Il faut dire que leur catalogue n'est guère enthousiasmant pour le cinéphile un peu trop pointilleux, mis à part quelques films budgétairements plus importants, tels que
Three faces west,
Alertes aux marines, ou encore
La ruée sanglante, d'honnêtes films populaires, sans plus. On peut toutefois leur accorder le crédit de films ambitieux et désormais devenus des classiques indéboulonables du cinéma hollywoodien :
L'homme tranquille,
Johnny Guitar,
Rio Grande,
Le réveil de la sorcière rouge, ou dans une moindre mesure
L'ange et le mauvais garçon (petit bijou largement oublié aujourd'hui, mais qui commence à retrouver un peu d'aura). En bref, quelques grands films, quelques films populaires importants qui avaient bien marché à leur sortie, et surtout une grande quantité de séries B d'honnêtes factures. John Wayne était la star privilégiée du studio : en effet, lors de sa fin de contrat chez Monogram en 1935, il accepta de tourner sous contrat avec Republic Pictures, qui n'était qu'un conglomérat de petites firmes de production (dont la Monogram), mis en chantier afin de concurrencer les Majors, en faisant ainsi cause commune et en bénéficiant dès lors de plus gros budgets. Quand Wayne est définitivement parti de la Republic, après moult mécontentements (dont un projet
Alamo très personnel, que personne, et surtout pas Republic, ne voulait lui octroyer), mais aussi après un dernier film très onéreux qui a obtenu un très gros succès en salles (
L'homme tranquille), la firme a très vite chuté, pour ensuite disparaitre des cinémas. Pour l'anecdote, John Ford avait très envie depuis un moment de faire
L'homme tranquille, mais personne ne voulait financer un film que l'on jugeait alors peu fiable en termes de recettes (surtout que Ford était autant connu pour ses triomphes commerciaux que pour ses échecs). C'est alors que Wayne a "obligé" Republic à financer le projet, faisant pression sur le studio, arguant qu'il avait suffisamment rapporté d'argent à cette société pour que l'on puisse accepter cette requête de sa part.
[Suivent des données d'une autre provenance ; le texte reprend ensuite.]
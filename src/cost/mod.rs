//! Pairwise travel costs between locations.
//!
//! Travel times come from an external collaborator, modelled by the [`CostLookup`] trait. The
//! [`CostMatrix`] asks it for every ordered pair of locations exactly once, using one departure
//! time for all pairs.

mod matrix;
mod table;

use std::fmt::Display;
use std::fmt::Formatter;
use std::time::SystemTime;
use std::time::UNIX_EPOCH;

use thiserror::Error;

pub use matrix::CostMatrix;
pub use matrix::CostMatrixError;
pub use matrix::SELF_LOOP_SENTINEL;
pub use table::TableError;
pub use table::TableLookup;

/// A location to visit. The planner only relies on the index; the coordinate is passed through to
/// the [`CostLookup`].
#[derive(Clone, Debug, PartialEq, Eq, Hash)]
pub struct Location {
    index: usize,
    coordinate: String,
}

impl Location {
    pub fn new(index: usize, coordinate: impl Into<String>) -> Self {
        Location {
            index,
            coordinate: coordinate.into(),
        }
    }

    pub fn index(&self) -> usize {
        self.index
    }

    /// The coordinate string handed to the cost lookup, e.g. `"50.8503,4.3517"`.
    pub fn coordinate(&self) -> &str {
        &self.coordinate
    }
}

impl Display for Location {
    fn fmt(&self, f: &mut Formatter<'_>) -> std::fmt::Result {
        write!(f, "{} ({})", self.index, self.coordinate)
    }
}

/// The moment of departure used for every cost lookup, in seconds since the Unix epoch.
#[derive(Clone, Copy, Debug, Default, PartialEq, Eq, PartialOrd, Ord, Hash)]
pub struct DepartureTime(u64);

impl DepartureTime {
    pub fn from_unix_seconds(seconds: u64) -> Self {
        DepartureTime(seconds)
    }

    pub fn now() -> Self {
        let seconds = SystemTime::now()
            .duration_since(UNIX_EPOCH)
            .map(|elapsed| elapsed.as_secs())
            .unwrap_or(0);

        DepartureTime(seconds)
    }

    pub fn as_unix_seconds(&self) -> u64 {
        self.0
    }
}

/// The ways in which an external cost lookup can fail.
#[derive(Clone, Debug, Error, PartialEq)]
pub enum CostLookupError {
    #[error("network error: {0}")]
    Network(String),
    #[error("lookup quota exceeded")]
    QuotaExceeded,
    #[error("invalid coordinate '{0}'")]
    InvalidCoordinate(String),
    #[error("travel cost {0} is not a non-negative finite number")]
    InvalidValue(f64),
}

/// Produces the travel cost (in seconds, or any other non-negative unit) from `origin` to
/// `destination` when leaving at `departure`.
///
/// Costs may be asymmetric. Implemented for closures with the same signature.
pub trait CostLookup {
    fn cost(
        &self,
        origin: &Location,
        destination: &Location,
        departure: DepartureTime,
    ) -> Result<f64, CostLookupError>;
}

impl<F> CostLookup for F
where
    F: Fn(&Location, &Location, DepartureTime) -> Result<f64, CostLookupError>,
{
    fn cost(
        &self,
        origin: &Location,
        destination: &Location,
        departure: DepartureTime,
    ) -> Result<f64, CostLookupError> {
        self(origin, destination, departure)
    }
}
use super::successors;
use super::walk_from_anchor;
use super::TourDefect;
use super::TourEdge;
use crate::formulation::TspModel;
use crate::solver::Solution;
use crate::tour_assert_simple;

/// Arc variables with a value above this threshold are considered selected, which absorbs the
/// rounding noise of a floating-point solver.
pub const SELECTION_THRESHOLD: f64 = 0.5;

/// The tour read from a solution.
#[derive(Clone, Debug, PartialEq, Eq)]
pub struct ExtractedTour {
    /// The nodes in visiting order, starting and ending at node 0.
    pub order: Vec<usize>,
    /// The selected arcs, sorted by source.
    pub edges: Vec<TourEdge>,
}

/// Collects the arcs selected in `solution` and walks them from node 0.
///
/// Fails if the solution does not assign exactly one value per model variable, or if some node
/// does not have exactly one selected outgoing and one selected incoming arc. Either can only
/// happen when the model or the solver is broken, so the defect is reported rather than repaired.
/// Whether the walk covers every node is left to [`super::validate_tour`].
pub fn extract_tour(
    formulation: &TspModel,
    solution: &Solution,
) -> Result<ExtractedTour, TourDefect> {
    let expected = formulation.model().num_variables();
    if solution.values().len() != expected {
        return Err(TourDefect::AssignmentLength {
            expected,
            found: solution.values().len(),
        });
    }

    let edges: Vec<TourEdge> = formulation
        .arcs()
        .iter()
        .filter(|&(_, _, arc)| solution.value(arc) > SELECTION_THRESHOLD)
        .map(|(source, target, _)| TourEdge::new(source, target))
        .collect();

    let successors = successors(formulation.size(), &edges)?;
    let order = walk_from_anchor(&successors);

    tour_assert_simple!(order.len() <= formulation.size() + 1);

    Ok(ExtractedTour { order, edges })
}
//! The Miller-Tucker-Zemlin (MTZ) formulation of the asymmetric travelling salesperson problem.
//!
//! # Model
//! ```text
//! x[i, j] in {0, 1}              for i != j in 0..n
//! u[i]    in {1, ..., n - 1}     for i in 1..n
//!
//! minimise  sum(c[i, j] * x[i, j])
//!
//! sum_j x[i, j] = 1              for every i       (out_i)
//! sum_i x[i, j] = 1              for every j       (in_j)
//! u[i] - u[j] + n * x[i, j] <= n - 1
//!                                for i != j in 1..n (mtz_i_j)
//! ```
//!
//! A cycle which avoids node 0 would need the ranks to strictly increase all the way around it,
//! which the MTZ constraints rule out. The tour through node 0 satisfies them by numbering the
//! nodes in visiting order. The formulation has O(n²) constraints.
//!
//! Self-arcs get no variable at all, so they cannot be selected regardless of the costs on the
//! diagonal.

mod variables;

use log::debug;
use thiserror::Error;

pub use variables::ArcVariables;
pub use variables::RankVariables;

use crate::cost::CostMatrix;
use crate::model::Comparison;
use crate::model::LinearConstraint;
use crate::model::Model;
use crate::tour_assert_moderate;

#[derive(Clone, Copy, Debug, Error, PartialEq, Eq)]
#[error("cannot build a tour over {size} location(s); at least 2 are required")]
pub struct InfeasibleModelSize {
    pub size: usize,
}

/// Checks that a tour over `size` nodes is defined and that ranks `1..size` are representable.
pub fn ensure_tour_size(size: usize) -> Result<(), InfeasibleModelSize> {
    max_rank(size).map(|_| ())
}

fn max_rank(size: usize) -> Result<i32, InfeasibleModelSize> {
    if size < 2 {
        return Err(InfeasibleModelSize { size });
    }

    i32::try_from(size - 1).map_err(|_| InfeasibleModelSize { size })
}

/// The index set `{(i, j) : i != j, i, j in 1..size}` of the MTZ constraints, in lexicographic
/// order.
pub fn mtz_index_set(size: usize) -> impl Iterator<Item = (usize, usize)> {
    (1..size).flat_map(move |i| (1..size).filter(move |&j| j != i).map(move |j| (i, j)))
}

/// The MILP model of a tour over a [`CostMatrix`], together with the variable arenas needed to
/// interpret a solution.
#[derive(Clone, Debug)]
pub struct TspModel {
    model: Model,
    arcs: ArcVariables,
    ranks: RankVariables,
    size: usize,
}

impl TspModel {
    pub fn build(costs: &CostMatrix) -> Result<TspModel, InfeasibleModelSize> {
        let size = costs.size();
        let max_rank = max_rank(size)?;

        let mut model = Model::default();
        let arcs = ArcVariables::new(&mut model, size);
        let ranks = RankVariables::new(&mut model, size, max_rank);

        model.minimise(
            arcs.iter()
                .map(|(origin, destination, arc)| arc.scaled(costs.get(origin, destination))),
        );

        for node in 0..size {
            model.add_constraint(LinearConstraint::new(
                format!("out_{node}"),
                arcs.outgoing(node).map(|arc| arc.scaled(1.0)),
                Comparison::Equal,
                1.0,
            ));
        }

        for node in 0..size {
            model.add_constraint(LinearConstraint::new(
                format!("in_{node}"),
                arcs.incoming(node).map(|arc| arc.scaled(1.0)),
                Comparison::Equal,
                1.0,
            ));
        }

        let n = size as f64;
        // Row-major arcs between non-anchor nodes enumerate `mtz_index_set` in order.
        for (i, j, arc) in arcs.iter().filter(|&(i, j, _)| i != 0 && j != 0) {
            model.add_constraint(LinearConstraint::new(
                format!("mtz_{i}_{j}"),
                [ranks[i].scaled(1.0), ranks[j].scaled(-1.0), arc.scaled(n)],
                Comparison::LessOrEqual,
                n - 1.0,
            ));
        }

        tour_assert_moderate!(model.num_variables() == arcs.len() + size - 1);
        tour_assert_moderate!(model.num_constraints() == 2 * size + (size - 1) * (size - 2));

        debug!(
            "Built MTZ model over {size} nodes with {} variables and {} constraints",
            model.num_variables(),
            model.num_constraints()
        );

        Ok(TspModel {
            model,
            arcs,
            ranks,
            size,
        })
    }

    pub fn model(&self) -> &Model {
        &self.model
    }

    pub fn arcs(&self) -> &ArcVariables {
        &self.arcs
    }

    pub fn ranks(&self) -> &RankVariables {
        &self.ranks
    }

    /// The number of nodes in the tour.
    pub fn size(&self) -> usize {
        self.size
    }
}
C'est comme cela que le film vit le jour, et inutile de préciser que Republic ne l'a pas regretté.
Curieusement, quand on regarde un film de cette société de production, c'est toujours l'aspect un peu suranné qui prédomine. Par exemple, comparé à n'importe quel western Warner, MGM, Fox, Paramount, Universal, ou même RKO (plus modernes, plus importants, indéniablement plus puissants), de l'époque,
L'ange et le mauvais garçon possède cette patte un peu "passée", d'un autre temps. La trogne des acteurs, le grain de l'image, la façon de filmer (concrétisée la plupart du temps par les artisans de la maison), le rythme global, et les pures idées de série B (Wayne éteignant les lampes à toute vitesse et s'asseyant sur un siège, dans l'ombre, un revolver non chargé dans la main, bluffant devant ses mortels ennemis)... Même dans
Tykoon, en dépit de son très important budget, on peut voir les transparences, les décors de studios ou encore les maquettes utilisées, que l'on voyait en général bien moins dans les films produits collatéralement par des firmes prestigieuses. Cela ne veut pas dire que les films sont mauvais, bien sûr que non, d'autant que j'adore certains d'entre eux, louant leurs qualités artistiques, surtout pour les films de Ford, mais simplement que la firme, même en utilisant des budgets ambitieux, laissait légèrement passer son identité première : celle d'une association de petites maisons de production qui fonctionnaient avec les moyens du bord. Curieux, charmant et sincère.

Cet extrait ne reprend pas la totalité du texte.